### Data extract

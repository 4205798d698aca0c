//! Tree documents on disk.
//!
//! A [`TreeStore`] owns one directory of JSON documents, one per tracked
//! tree. Saves go through a temporary file in the same directory and are
//! renamed over the target, so a reader never observes a partial document.

use std::collections::HashSet;
use std::fs;
use std::io::Write;
use std::path::{Path, PathBuf};

use chrono::{DateTime, Utc};
use filescope_core::path::normalize;
use filescope_core::{FileNode, FileTree, TreeConfig};
use serde::Deserialize;
use tempfile::NamedTempFile;
use tracing::{debug, info, warn};

use crate::error::PersistError;

const EXTENSION: &str = "json";

/// Header of a saved tree, as shown by [`TreeStore::list`].
#[derive(Debug, Clone, PartialEq)]
pub struct TreeSummary {
    pub filename: String,
    pub base_directory: PathBuf,
    pub project_root: PathBuf,
    pub last_updated: DateTime<Utc>,
}

#[derive(Deserialize)]
struct Header {
    config: TreeConfig,
}

/// Directory of persisted tree documents.
#[derive(Debug, Clone)]
pub struct TreeStore {
    dir: PathBuf,
}

impl TreeStore {
    pub fn new(dir: impl Into<PathBuf>) -> Self {
        Self { dir: dir.into() }
    }

    /// The storage directory.
    pub fn dir(&self) -> &Path {
        &self.dir
    }

    /// Location of the document named `filename`.
    pub fn path_for(&self, filename: &str) -> Result<PathBuf, PersistError> {
        Ok(self.dir.join(tree_filename(filename)?))
    }

    /// Write `tree` atomically under its configured filename.
    pub fn save(&self, tree: &FileTree) -> Result<PathBuf, PersistError> {
        let path = self.path_for(&tree.config.filename)?;
        fs::create_dir_all(&self.dir).map_err(|e| PersistError::io(&self.dir, e))?;

        let bytes = serde_json::to_vec_pretty(tree)?;
        let mut tmp = NamedTempFile::new_in(&self.dir).map_err(|e| PersistError::io(&self.dir, e))?;
        tmp.write_all(&bytes).map_err(|e| PersistError::io(tmp.path(), e))?;
        tmp.as_file()
            .sync_all()
            .map_err(|e| PersistError::io(tmp.path(), e))?;
        tmp.persist(&path)
            .map_err(|e| PersistError::io(&path, e.error))?;

        debug!(path = %path.display(), bytes = bytes.len(), "saved tree");
        Ok(path)
    }

    /// Read and validate the document named `filename`.
    pub fn load(&self, filename: &str) -> Result<FileTree, PersistError> {
        let name = tree_filename(filename)?;
        let path = self.dir.join(&name);
        let bytes = match fs::read(&path) {
            Ok(bytes) => bytes,
            Err(e) if e.kind() == std::io::ErrorKind::NotFound => {
                return Err(PersistError::NotFound { filename: name });
            }
            Err(e) => return Err(PersistError::io(&path, e)),
        };

        let mut tree: FileTree = serde_json::from_slice(&bytes)
            .map_err(|e| PersistError::validation(&path, e.to_string()))?;
        validate(&tree).map_err(|message| PersistError::validation(&path, message))?;
        tree.config.filename = name;

        info!(
            path = %path.display(),
            files = tree.root.file_count(),
            "loaded tree"
        );
        Ok(tree)
    }

    /// Summaries of every readable document in the store, sorted by name.
    pub fn list(&self) -> Result<Vec<TreeSummary>, PersistError> {
        let entries = match fs::read_dir(&self.dir) {
            Ok(entries) => entries,
            Err(e) if e.kind() == std::io::ErrorKind::NotFound => return Ok(Vec::new()),
            Err(e) => return Err(PersistError::io(&self.dir, e)),
        };

        let mut summaries = Vec::new();
        for entry in entries {
            let entry = entry.map_err(|e| PersistError::io(&self.dir, e))?;
            let path = entry.path();
            if path.extension().is_none_or(|ext| ext != EXTENSION) || !path.is_file() {
                continue;
            }
            let header = fs::read(&path)
                .map_err(|e| e.to_string())
                .and_then(|bytes| {
                    serde_json::from_slice::<Header>(&bytes).map_err(|e| e.to_string())
                });
            match header {
                Ok(Header { config }) => summaries.push(TreeSummary {
                    filename: entry.file_name().to_string_lossy().into_owned(),
                    base_directory: config.base_directory,
                    project_root: config.project_root,
                    last_updated: config.last_updated,
                }),
                Err(message) => {
                    warn!(path = %path.display(), %message, "skipping unreadable tree document");
                }
            }
        }

        summaries.sort_by(|a, b| a.filename.cmp(&b.filename));
        Ok(summaries)
    }

    /// Delete the document named `filename`.
    pub fn delete(&self, filename: &str) -> Result<(), PersistError> {
        let name = tree_filename(filename)?;
        let path = self.dir.join(&name);
        match fs::remove_file(&path) {
            Ok(()) => {
                info!(path = %path.display(), "deleted tree");
                Ok(())
            }
            Err(e) if e.kind() == std::io::ErrorKind::NotFound => {
                Err(PersistError::NotFound { filename: name })
            }
            Err(e) => Err(PersistError::io(&path, e)),
        }
    }
}

/// Validate a tree document name and append `.json` when it is missing.
pub fn tree_filename(name: &str) -> Result<String, PersistError> {
    let invalid = |reason: &str| PersistError::InvalidName {
        name: name.to_string(),
        reason: reason.to_string(),
    };

    if name.is_empty() {
        return Err(invalid("Name cannot be empty"));
    }
    if name.len() > 250 {
        return Err(invalid("Name is too long"));
    }
    for c in ['/', '\\', '\0'] {
        if name.contains(c) {
            return Err(invalid(&format!("Name cannot contain '{}'", c.escape_default())));
        }
    }
    if name.starts_with('.') || name.contains("..") {
        return Err(invalid("Name cannot start with '.' or contain '..'"));
    }
    if name.starts_with(' ') || name.ends_with(' ') {
        return Err(invalid("Name cannot start or end with spaces"));
    }

    let suffix = format!(".{EXTENSION}");
    if name.ends_with(&suffix) {
        Ok(name.to_string())
    } else {
        Ok(format!("{name}{suffix}"))
    }
}

/// Structural checks on a freshly deserialized tree.
///
/// Returns a message naming the first offending path.
pub fn validate(tree: &FileTree) -> Result<(), String> {
    let root = &tree.root;
    if !root.is_directory {
        return Err(format!("root {} is not a directory", root.path.display()));
    }
    if root.path != tree.config.base_directory {
        return Err(format!(
            "root {} does not match baseDirectory {}",
            root.path.display(),
            tree.config.base_directory.display()
        ));
    }

    let mut seen = HashSet::new();
    let mut stack: Vec<&FileNode> = vec![root];
    while let Some(node) = stack.pop() {
        let path = &node.path;
        if !path.is_absolute() || normalize(path, path) != *path {
            return Err(format!("{} is not an absolute normalized path", path.display()));
        }
        if !seen.insert(path.as_path()) {
            return Err(format!("{} appears more than once", path.display()));
        }
        if !node.importance.is_finite() || !(0.0..=10.0).contains(&node.importance) {
            return Err(format!(
                "{} has importance {} outside [0, 10]",
                path.display(),
                node.importance
            ));
        }
        if !node.is_directory && !node.children.is_empty() {
            return Err(format!("file {} has children", path.display()));
        }
        for child in &node.children {
            if child.path.parent() != Some(path.as_path()) {
                return Err(format!(
                    "{} is not directly under {}",
                    child.path.display(),
                    path.display()
                ));
            }
            stack.push(child);
        }
    }
    Ok(())
}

######

» What is expected: Search term "stack": return each line of the data that contains it.

» Result for this task:
    let mut stack: Vec<&FileNode> = vec![root];
    while let Some(node) = stack.pop() {
            stack.push(child);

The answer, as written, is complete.